◆ **Work instruction**
Between the line containing "pub fn file_name(&self)" and the line containing "the customization colors." lies a run of lines; give that run again exactly, with both of those lines, and nothing else from the entries below.

◆ **Exercise input**
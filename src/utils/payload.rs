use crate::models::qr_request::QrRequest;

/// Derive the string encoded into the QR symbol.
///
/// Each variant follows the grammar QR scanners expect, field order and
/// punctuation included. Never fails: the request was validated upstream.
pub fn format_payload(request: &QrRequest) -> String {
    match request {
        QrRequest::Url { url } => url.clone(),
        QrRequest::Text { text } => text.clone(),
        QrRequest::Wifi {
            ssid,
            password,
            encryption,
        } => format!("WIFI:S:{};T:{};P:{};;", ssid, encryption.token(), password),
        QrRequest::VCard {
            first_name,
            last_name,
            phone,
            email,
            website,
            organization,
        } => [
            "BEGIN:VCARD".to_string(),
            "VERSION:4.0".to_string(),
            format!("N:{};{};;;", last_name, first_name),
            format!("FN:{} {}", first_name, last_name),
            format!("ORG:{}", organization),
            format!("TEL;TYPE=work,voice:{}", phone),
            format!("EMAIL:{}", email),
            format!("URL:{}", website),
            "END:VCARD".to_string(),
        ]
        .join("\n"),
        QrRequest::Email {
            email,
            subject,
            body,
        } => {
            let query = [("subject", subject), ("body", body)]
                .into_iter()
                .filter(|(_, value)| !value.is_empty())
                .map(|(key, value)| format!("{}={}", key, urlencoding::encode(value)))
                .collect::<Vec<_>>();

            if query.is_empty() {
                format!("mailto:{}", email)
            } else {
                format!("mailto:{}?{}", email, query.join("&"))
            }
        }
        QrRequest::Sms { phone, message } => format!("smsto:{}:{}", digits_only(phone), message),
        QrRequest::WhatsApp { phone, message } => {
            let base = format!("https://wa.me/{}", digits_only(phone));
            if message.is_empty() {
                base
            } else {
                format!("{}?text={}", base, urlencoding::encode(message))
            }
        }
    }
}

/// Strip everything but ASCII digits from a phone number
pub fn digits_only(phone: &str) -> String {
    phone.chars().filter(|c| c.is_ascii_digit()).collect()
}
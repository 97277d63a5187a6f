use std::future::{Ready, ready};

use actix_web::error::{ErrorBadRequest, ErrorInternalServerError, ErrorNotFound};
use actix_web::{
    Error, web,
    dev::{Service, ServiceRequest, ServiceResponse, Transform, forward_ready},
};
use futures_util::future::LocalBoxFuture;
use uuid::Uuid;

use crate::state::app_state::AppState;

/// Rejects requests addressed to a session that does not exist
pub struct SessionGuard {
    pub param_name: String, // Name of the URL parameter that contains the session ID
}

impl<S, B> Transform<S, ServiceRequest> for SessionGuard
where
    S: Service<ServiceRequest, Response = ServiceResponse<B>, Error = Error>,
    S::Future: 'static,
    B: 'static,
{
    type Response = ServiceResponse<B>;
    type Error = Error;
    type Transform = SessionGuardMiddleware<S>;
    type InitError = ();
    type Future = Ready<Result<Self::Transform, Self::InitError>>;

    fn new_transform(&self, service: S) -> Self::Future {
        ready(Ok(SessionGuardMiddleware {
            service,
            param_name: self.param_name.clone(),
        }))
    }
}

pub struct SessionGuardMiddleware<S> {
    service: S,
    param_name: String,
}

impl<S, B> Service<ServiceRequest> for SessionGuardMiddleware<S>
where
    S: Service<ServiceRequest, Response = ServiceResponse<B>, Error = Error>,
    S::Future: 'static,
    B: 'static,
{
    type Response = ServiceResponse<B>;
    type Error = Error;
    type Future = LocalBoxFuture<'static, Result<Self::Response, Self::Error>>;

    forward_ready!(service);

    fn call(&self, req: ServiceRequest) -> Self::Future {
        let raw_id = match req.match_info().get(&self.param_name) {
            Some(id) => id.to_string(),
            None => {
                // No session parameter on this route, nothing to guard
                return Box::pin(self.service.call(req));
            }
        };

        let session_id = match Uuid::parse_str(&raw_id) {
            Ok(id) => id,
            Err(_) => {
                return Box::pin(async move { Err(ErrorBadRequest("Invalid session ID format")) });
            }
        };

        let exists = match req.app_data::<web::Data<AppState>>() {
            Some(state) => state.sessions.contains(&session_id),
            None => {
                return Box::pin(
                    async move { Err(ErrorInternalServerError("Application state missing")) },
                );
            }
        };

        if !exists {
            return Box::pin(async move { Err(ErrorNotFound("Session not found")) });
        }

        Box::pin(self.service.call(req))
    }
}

--

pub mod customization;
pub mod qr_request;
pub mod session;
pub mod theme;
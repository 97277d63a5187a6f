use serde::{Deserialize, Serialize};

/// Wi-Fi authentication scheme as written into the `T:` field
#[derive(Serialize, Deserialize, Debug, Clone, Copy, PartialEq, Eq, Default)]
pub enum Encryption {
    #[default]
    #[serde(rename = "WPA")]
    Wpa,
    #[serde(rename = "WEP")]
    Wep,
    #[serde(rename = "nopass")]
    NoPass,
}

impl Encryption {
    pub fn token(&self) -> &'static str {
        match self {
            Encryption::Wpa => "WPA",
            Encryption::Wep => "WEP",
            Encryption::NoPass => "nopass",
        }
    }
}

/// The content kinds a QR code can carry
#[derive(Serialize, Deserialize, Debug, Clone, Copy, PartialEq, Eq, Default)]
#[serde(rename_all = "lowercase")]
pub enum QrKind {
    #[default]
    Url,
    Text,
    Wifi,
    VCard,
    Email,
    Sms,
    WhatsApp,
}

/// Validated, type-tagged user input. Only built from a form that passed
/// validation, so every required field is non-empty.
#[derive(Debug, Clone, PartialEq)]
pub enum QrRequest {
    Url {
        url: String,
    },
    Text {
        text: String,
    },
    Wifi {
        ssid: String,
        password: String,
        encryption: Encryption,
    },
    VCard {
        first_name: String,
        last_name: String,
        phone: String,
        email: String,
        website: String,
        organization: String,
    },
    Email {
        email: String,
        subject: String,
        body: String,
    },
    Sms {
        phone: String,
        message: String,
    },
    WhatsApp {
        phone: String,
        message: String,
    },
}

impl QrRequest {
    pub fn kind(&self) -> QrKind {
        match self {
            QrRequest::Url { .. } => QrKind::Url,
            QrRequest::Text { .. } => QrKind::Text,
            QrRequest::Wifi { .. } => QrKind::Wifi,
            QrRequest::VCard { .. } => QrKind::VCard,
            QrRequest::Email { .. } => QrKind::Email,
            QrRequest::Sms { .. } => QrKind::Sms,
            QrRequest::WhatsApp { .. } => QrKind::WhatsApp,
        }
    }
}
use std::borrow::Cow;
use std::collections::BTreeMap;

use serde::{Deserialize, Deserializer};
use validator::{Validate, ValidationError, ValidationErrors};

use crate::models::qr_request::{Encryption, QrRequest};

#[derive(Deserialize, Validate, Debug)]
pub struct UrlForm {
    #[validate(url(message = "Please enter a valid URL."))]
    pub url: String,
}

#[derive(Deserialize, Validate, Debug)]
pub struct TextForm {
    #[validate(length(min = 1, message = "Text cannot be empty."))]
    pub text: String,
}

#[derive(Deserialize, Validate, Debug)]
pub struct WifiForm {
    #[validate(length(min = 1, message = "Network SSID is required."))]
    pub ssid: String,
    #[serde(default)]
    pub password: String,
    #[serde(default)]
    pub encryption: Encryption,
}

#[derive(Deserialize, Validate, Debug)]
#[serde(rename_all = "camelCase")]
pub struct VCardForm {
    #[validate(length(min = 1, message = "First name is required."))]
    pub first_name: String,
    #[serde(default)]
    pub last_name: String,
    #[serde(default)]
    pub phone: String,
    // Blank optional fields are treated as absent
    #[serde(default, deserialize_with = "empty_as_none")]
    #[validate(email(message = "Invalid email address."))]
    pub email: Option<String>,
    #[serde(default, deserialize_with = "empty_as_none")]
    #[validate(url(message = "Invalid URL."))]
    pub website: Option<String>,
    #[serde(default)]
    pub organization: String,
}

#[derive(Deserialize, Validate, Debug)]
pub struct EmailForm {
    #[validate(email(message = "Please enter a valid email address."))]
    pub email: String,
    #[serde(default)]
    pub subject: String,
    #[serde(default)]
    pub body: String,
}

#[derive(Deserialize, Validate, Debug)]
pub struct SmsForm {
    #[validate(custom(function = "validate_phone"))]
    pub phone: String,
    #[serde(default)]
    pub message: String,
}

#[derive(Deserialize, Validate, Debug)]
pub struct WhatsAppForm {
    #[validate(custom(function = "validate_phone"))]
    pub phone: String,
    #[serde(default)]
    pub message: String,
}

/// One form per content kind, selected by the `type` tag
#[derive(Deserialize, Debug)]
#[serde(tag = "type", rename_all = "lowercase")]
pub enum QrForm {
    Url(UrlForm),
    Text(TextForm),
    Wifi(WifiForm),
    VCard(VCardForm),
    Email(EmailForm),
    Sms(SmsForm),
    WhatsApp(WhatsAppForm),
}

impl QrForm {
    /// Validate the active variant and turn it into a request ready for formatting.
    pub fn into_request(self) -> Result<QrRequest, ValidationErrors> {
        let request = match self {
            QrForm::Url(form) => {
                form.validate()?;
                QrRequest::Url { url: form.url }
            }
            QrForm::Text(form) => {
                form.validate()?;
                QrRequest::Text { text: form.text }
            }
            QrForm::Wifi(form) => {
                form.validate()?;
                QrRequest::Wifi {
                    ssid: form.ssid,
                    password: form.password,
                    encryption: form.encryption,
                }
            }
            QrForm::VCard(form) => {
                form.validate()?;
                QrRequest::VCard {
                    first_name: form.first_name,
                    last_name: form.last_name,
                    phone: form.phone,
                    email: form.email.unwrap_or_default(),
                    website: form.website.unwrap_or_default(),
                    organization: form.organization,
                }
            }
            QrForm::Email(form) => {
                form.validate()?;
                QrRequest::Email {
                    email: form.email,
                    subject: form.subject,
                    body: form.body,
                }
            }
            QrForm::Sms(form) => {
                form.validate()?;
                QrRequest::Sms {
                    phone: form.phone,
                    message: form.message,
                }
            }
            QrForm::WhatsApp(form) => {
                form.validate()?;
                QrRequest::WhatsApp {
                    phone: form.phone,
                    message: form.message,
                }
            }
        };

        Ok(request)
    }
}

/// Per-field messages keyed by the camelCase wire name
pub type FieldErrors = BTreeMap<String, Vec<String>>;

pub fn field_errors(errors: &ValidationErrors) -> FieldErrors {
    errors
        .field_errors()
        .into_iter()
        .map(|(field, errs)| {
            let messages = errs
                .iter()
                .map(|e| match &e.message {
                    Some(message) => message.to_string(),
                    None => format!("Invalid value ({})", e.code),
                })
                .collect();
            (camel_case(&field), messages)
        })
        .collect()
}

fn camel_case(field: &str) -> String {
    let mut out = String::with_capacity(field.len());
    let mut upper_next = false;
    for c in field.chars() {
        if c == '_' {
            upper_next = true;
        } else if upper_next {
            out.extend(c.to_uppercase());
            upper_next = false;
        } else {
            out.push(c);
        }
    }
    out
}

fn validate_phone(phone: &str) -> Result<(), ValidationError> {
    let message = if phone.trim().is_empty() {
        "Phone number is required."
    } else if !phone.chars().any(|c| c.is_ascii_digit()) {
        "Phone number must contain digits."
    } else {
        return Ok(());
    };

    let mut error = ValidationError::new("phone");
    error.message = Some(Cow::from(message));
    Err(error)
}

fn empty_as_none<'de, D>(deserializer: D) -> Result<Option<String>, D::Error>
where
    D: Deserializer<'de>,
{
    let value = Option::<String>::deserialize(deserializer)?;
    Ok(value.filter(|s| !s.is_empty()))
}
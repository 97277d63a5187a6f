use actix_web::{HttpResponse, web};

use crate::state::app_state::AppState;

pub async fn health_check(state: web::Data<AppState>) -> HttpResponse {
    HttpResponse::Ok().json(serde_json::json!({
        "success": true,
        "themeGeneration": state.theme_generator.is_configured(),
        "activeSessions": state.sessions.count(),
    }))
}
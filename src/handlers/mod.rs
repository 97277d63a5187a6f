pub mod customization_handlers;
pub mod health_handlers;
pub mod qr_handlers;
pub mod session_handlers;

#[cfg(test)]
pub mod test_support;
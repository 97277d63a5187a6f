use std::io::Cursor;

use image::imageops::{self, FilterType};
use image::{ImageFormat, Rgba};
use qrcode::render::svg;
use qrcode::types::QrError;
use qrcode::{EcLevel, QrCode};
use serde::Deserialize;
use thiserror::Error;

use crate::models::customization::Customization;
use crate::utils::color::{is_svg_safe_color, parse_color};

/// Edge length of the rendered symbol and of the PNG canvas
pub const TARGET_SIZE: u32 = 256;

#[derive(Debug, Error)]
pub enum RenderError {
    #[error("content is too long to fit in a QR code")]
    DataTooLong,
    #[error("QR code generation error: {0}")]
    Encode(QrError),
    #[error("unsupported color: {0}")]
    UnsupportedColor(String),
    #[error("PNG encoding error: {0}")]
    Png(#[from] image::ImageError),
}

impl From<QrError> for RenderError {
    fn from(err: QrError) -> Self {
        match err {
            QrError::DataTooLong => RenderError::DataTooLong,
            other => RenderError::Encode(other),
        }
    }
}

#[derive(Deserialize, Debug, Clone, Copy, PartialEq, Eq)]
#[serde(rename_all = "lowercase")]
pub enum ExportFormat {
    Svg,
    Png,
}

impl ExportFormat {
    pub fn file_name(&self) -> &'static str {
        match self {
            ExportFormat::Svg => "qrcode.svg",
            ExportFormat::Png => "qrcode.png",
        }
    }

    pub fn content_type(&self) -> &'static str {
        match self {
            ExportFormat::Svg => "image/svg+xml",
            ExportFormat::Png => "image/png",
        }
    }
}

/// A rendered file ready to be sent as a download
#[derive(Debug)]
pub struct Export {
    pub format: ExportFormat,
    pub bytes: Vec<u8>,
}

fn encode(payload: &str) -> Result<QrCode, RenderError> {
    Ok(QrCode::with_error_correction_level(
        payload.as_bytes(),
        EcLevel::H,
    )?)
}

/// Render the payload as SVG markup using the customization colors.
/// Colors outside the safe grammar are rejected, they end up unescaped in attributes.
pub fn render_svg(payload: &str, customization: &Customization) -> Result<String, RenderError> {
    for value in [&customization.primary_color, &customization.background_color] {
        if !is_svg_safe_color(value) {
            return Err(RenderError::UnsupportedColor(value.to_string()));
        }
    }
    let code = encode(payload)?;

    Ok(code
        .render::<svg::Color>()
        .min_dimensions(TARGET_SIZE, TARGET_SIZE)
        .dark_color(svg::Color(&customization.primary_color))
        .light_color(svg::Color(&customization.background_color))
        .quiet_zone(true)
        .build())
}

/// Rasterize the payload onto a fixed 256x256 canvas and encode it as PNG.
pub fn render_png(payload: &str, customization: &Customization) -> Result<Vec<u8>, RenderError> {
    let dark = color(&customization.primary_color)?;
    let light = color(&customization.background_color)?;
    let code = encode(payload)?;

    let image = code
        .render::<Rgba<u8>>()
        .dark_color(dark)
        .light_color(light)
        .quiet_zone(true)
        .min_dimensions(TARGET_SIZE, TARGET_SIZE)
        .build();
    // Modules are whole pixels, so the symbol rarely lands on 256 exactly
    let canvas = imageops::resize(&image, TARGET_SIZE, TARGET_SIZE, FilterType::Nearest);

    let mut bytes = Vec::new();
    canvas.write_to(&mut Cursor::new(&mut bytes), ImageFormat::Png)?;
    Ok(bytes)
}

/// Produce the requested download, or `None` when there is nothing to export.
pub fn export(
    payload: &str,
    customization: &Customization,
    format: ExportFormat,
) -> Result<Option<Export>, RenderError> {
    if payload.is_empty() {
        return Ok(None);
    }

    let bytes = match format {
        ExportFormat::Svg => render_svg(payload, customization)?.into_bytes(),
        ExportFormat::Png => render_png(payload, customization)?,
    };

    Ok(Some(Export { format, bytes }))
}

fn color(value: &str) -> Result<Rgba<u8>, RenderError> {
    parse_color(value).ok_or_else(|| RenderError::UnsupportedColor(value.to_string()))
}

◆ **Answer for this exercise**
    pub fn file_name(&self) -> &'static str {
        match self {
            ExportFormat::Svg => "qrcode.svg",
            ExportFormat::Png => "qrcode.png",
        }
    }

    pub fn content_type(&self) -> &'static str {
        match self {
            ExportFormat::Svg => "image/svg+xml",
            ExportFormat::Png => "image/png",
        }
    }
}

/// A rendered file ready to be sent as a download
#[derive(Debug)]
pub struct Export {
    pub format: ExportFormat,
    pub bytes: Vec<u8>,
}

fn encode(payload: &str) -> Result<QrCode, RenderError> {
    Ok(QrCode::with_error_correction_level(
        payload.as_bytes(),
        EcLevel::H,
    )?)
}

/// Render the payload as SVG markup using the customization colors.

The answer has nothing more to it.